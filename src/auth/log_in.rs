//! The sign-in page and the endpoint that handles sign-in requests.

use std::sync::{Arc, Mutex};

use axum::{
    extract::{FromRef, Query, State},
    http::StatusCode,
    response::{IntoResponse, Response},
};
use axum_extra::extract::{Form, PrivateCookieJar, cookie::Key};
use axum_htmx::HxRedirect;
use maud::{Markup, html};
use rusqlite::Connection;
use serde::Deserialize;
use time::Duration;

use crate::{
    AppState, AuthError,
    alert::alert_error,
    auth::{cookie::set_auth_cookie, user::get_user_by_email},
    endpoints,
    html::{
        BUTTON_PRIMARY_STYLE, FORM_LABEL_STYLE, FORM_TEXT_INPUT_STYLE, LINK_STYLE, auth_card,
        base, loading_spinner,
    },
    session::SessionHub,
};

/// The state needed to sign a user in.
#[derive(Clone)]
pub struct LogInState {
    /// The key to be used for signing and encrypting private cookies.
    pub cookie_key: Key,
    /// The duration for which cookies used for authentication are valid.
    pub cookie_duration: Duration,
    /// The active sessions.
    pub sessions: SessionHub,
    /// The database connection for looking up users.
    pub db_connection: Arc<Mutex<Connection>>,
    /// Whether Google sign-in is configured.
    pub oauth_enabled: bool,
}

impl FromRef<AppState> for LogInState {
    fn from_ref(state: &AppState) -> Self {
        Self {
            cookie_key: state.cookie_key.clone(),
            cookie_duration: state.cookie_duration,
            sessions: state.sessions.clone(),
            db_connection: Arc::clone(state.store.connection()),
            oauth_enabled: state.oauth.is_some(),
        }
    }
}

// this impl tells `PrivateCookieJar` how to access the key from our state
impl FromRef<LogInState> for Key {
    fn from_ref(state: &LogInState) -> Self {
        state.cookie_key.clone()
    }
}

fn log_in_form(email: &str, error_message: Option<&str>) -> Markup {
    html! {
        form
            hx-post=(endpoints::LOG_IN_API)
            hx-target="this"
            hx-swap="outerHTML"
            hx-indicator="#indicator"
            class="space-y-4 md:space-y-6"
        {
            @if let Some(error_message) = error_message {
                (alert_error("Could not sign in", error_message))
            }

            div
            {
                label for="email" class=(FORM_LABEL_STYLE) { "Email" }

                input
                    type="email"
                    name="email"
                    id="email"
                    placeholder="you@example.com"
                    value=(email)
                    required
                    tabindex="0"
                    class=(FORM_TEXT_INPUT_STYLE);
            }

            div
            {
                label for="password" class=(FORM_LABEL_STYLE) { "Password" }

                input
                    type="password"
                    name="password"
                    id="password"
                    placeholder="••••••••"
                    required
                    tabindex="0"
                    autofocus[error_message.is_some()]
                    class=(FORM_TEXT_INPUT_STYLE);
            }

            button type="submit" id="submit-button" tabindex="0" class=(BUTTON_PRIMARY_STYLE)
            {
                span class="inline htmx-indicator" id="indicator" { (loading_spinner()) }
                "Sign in"
            }

            p class="text-sm font-light text-gray-500 dark:text-gray-400"
            {
                "Don't have an account? "
                a href=(endpoints::REGISTER_VIEW) tabindex="0" class=(LINK_STYLE) { "Sign up here" }
            }
        }
    }
}

fn google_sign_in_button() -> Markup {
    html! {
        a
            href=(endpoints::OAUTH_GOOGLE)
            class="w-full mt-4 flex items-center justify-center gap-2 py-2 px-4 \
                rounded border border-gray-300 bg-white text-gray-700 \
                hover:bg-gray-50 dark:bg-gray-800 dark:text-gray-200 \
                dark:border-gray-600 dark:hover:bg-gray-700"
        {
            "Sign in with Google"
        }
    }
}

/// The query parameters of the sign-in page.
#[derive(Deserialize)]
pub struct LogInPageQuery {
    /// Set when an earlier sign-in attempt failed outside the form, e.g. an
    /// aborted OAuth flow.
    pub error: Option<String>,
}

/// Display the sign-in page.
pub async fn get_log_in_page(
    State(state): State<LogInState>,
    Query(query): Query<LogInPageQuery>,
) -> Response {
    let oauth_error = query
        .error
        .as_deref()
        .map(|_| alert_error("Could not sign in", "Signing in with Google failed. Please try again."));

    let content = auth_card(
        "Sign in to your account",
        &html! {
            @if let Some(alert) = oauth_error { (alert) }

            (log_in_form("", None))

            @if state.oauth_enabled { (google_sign_in_button()) }
        },
    );

    base("Sign In", &[], &content).into_response()
}

/// The form data for signing in.
#[derive(Debug, Deserialize)]
pub struct LogInForm {
    /// The user's email address.
    pub email: String,
    /// The user's password.
    pub password: String,
}

/// A route handler for signing in, redirects to the dashboard on success.
///
/// On failure the sign-in form is re-rendered with an inline alert and the
/// entered email intact.
pub async fn post_log_in(
    State(state): State<LogInState>,
    jar: PrivateCookieJar,
    Form(form): Form<LogInForm>,
) -> Response {
    match verify_credentials(&state, &form) {
        Ok(session) => {
            state.sessions.sign_in(session.clone());

            match set_auth_cookie(jar, session.user_id, state.cookie_duration) {
                Ok(jar) => (
                    jar,
                    HxRedirect(endpoints::DASHBOARD_VIEW.to_owned()),
                    StatusCode::SEE_OTHER,
                )
                    .into_response(),
                Err(error) => {
                    tracing::error!("could not set auth cookie: {error}");
                    log_in_failure(&form.email, "Something went wrong. Please try again.")
                }
            }
        }
        Err(AuthError::InvalidCredentials) => log_in_failure(
            &form.email,
            "Invalid email or password. Please try again.",
        ),
        Err(error) => {
            tracing::error!("sign-in failed: {error}");
            log_in_failure(&form.email, "Something went wrong. Please try again.")
        }
    }
}

fn verify_credentials(
    state: &LogInState,
    form: &LogInForm,
) -> Result<crate::session::Session, AuthError> {
    let connection = state.db_connection.lock().map_err(|_| {
        tracing::error!("could not acquire the database lock to sign in");
        AuthError::InvalidCredentials
    })?;

    let user = get_user_by_email(&form.email, &connection)
        .map_err(|error| {
            tracing::error!("could not look up user: {error}");
            AuthError::InvalidCredentials
        })?
        .ok_or(AuthError::InvalidCredentials)?;

    let password_hash = user
        .password_hash
        .as_ref()
        .ok_or(AuthError::InvalidCredentials)?;

    match password_hash.verify(&form.password) {
        Ok(true) => Ok(user.session()),
        Ok(false) => Err(AuthError::InvalidCredentials),
        Err(error) => {
            tracing::error!("could not verify password: {error}");
            Err(AuthError::InvalidCredentials)
        }
    }
}

fn log_in_failure(email: &str, message: &str) -> Response {
    (
        StatusCode::UNAUTHORIZED,
        log_in_form(email, Some(message)),
    )
        .into_response()
}

#[cfg(test)]
mod log_in_tests {
    use std::sync::{Arc, Mutex};

    use axum::{Router, routing::post};
    use axum_extra::extract::cookie::Key;
    use axum_test::TestServer;
    use rusqlite::Connection;
    use sha2::{Digest, Sha512};
    use time::Duration;

    use crate::{
        auth::{
            PasswordHash, ValidatedPassword,
            cookie::COOKIE_TOKEN,
            user::{NewUser, create_user},
        },
        endpoints,
        session::SessionHub,
        store::initialize,
        test_utils::parse_html_fragment,
    };

    use super::{LogInState, post_log_in};

    const TEST_PASSWORD: &str = "averysecretpassword";

    fn get_test_state() -> LogInState {
        let conn = Connection::open_in_memory().unwrap();
        initialize(&conn).unwrap();
        create_user(
            NewUser {
                email: "foo@bar.baz".to_owned(),
                display_name: "Ferris".to_owned(),
                photo_url: None,
                password_hash: Some(PasswordHash::new(ValidatedPassword::new_unchecked(TEST_PASSWORD), 4).unwrap()),
            },
            &conn,
        )
        .unwrap();

        let hash = Sha512::digest("nafstenoas");
        LogInState {
            cookie_key: Key::from(&hash),
            cookie_duration: Duration::minutes(5),
            sessions: SessionHub::new(),
            db_connection: Arc::new(Mutex::new(conn)),
            oauth_enabled: false,
        }
    }

    fn get_test_server(state: LogInState) -> TestServer {
        let app = Router::new()
            .route(endpoints::LOG_IN_API, post(post_log_in))
            .with_state(state);

        TestServer::try_new(app).expect("Could not create test server.")
    }

    #[tokio::test]
    async fn log_in_sets_cookie_session_and_redirect() {
        let state = get_test_state();
        let server = get_test_server(state.clone());

        let response = server
            .post(endpoints::LOG_IN_API)
            .form(&[("email", "foo@bar.baz"), ("password", TEST_PASSWORD)])
            .await;

        response.assert_status_see_other();
        assert_eq!(response.header("hx-redirect"), endpoints::DASHBOARD_VIEW);
        assert!(response.maybe_cookie(COOKIE_TOKEN).is_some());

        let session = state.sessions.current(crate::auth::UserID::new(1)).unwrap();
        assert_eq!(session.display_name, "Ferris");
    }

    #[tokio::test]
    async fn wrong_password_rerenders_form_with_email_kept() {
        let state = get_test_state();
        let server = get_test_server(state.clone());

        let response = server
            .post(endpoints::LOG_IN_API)
            .form(&[("email", "foo@bar.baz"), ("password", "wrong")])
            .await;

        response.assert_status(axum::http::StatusCode::UNAUTHORIZED);
        assert!(response.maybe_cookie(COOKIE_TOKEN).is_none());

        let html = parse_html_fragment(response.text());
        let email_input = html
            .select(&scraper::Selector::parse("input[name=email]").unwrap())
            .next()
            .expect("expected the form to be re-rendered");
        assert_eq!(email_input.value().attr("value"), Some("foo@bar.baz"));
        assert!(response.text().contains("Invalid email or password"));
    }

    #[tokio::test]
    async fn unknown_email_is_rejected_like_a_wrong_password() {
        let server = get_test_server(get_test_state());

        let response = server
            .post(endpoints::LOG_IN_API)
            .form(&[("email", "nobody@bar.baz"), ("password", TEST_PASSWORD)])
            .await;

        response.assert_status(axum::http::StatusCode::UNAUTHORIZED);
        assert!(response.text().contains("Invalid email or password"));
    }
}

--------------------------------

» EXERCISE INSTRUCTIONS: Go through the records and count every line with the word "account"; the answer is the number alone.

» THE ANSWER: 2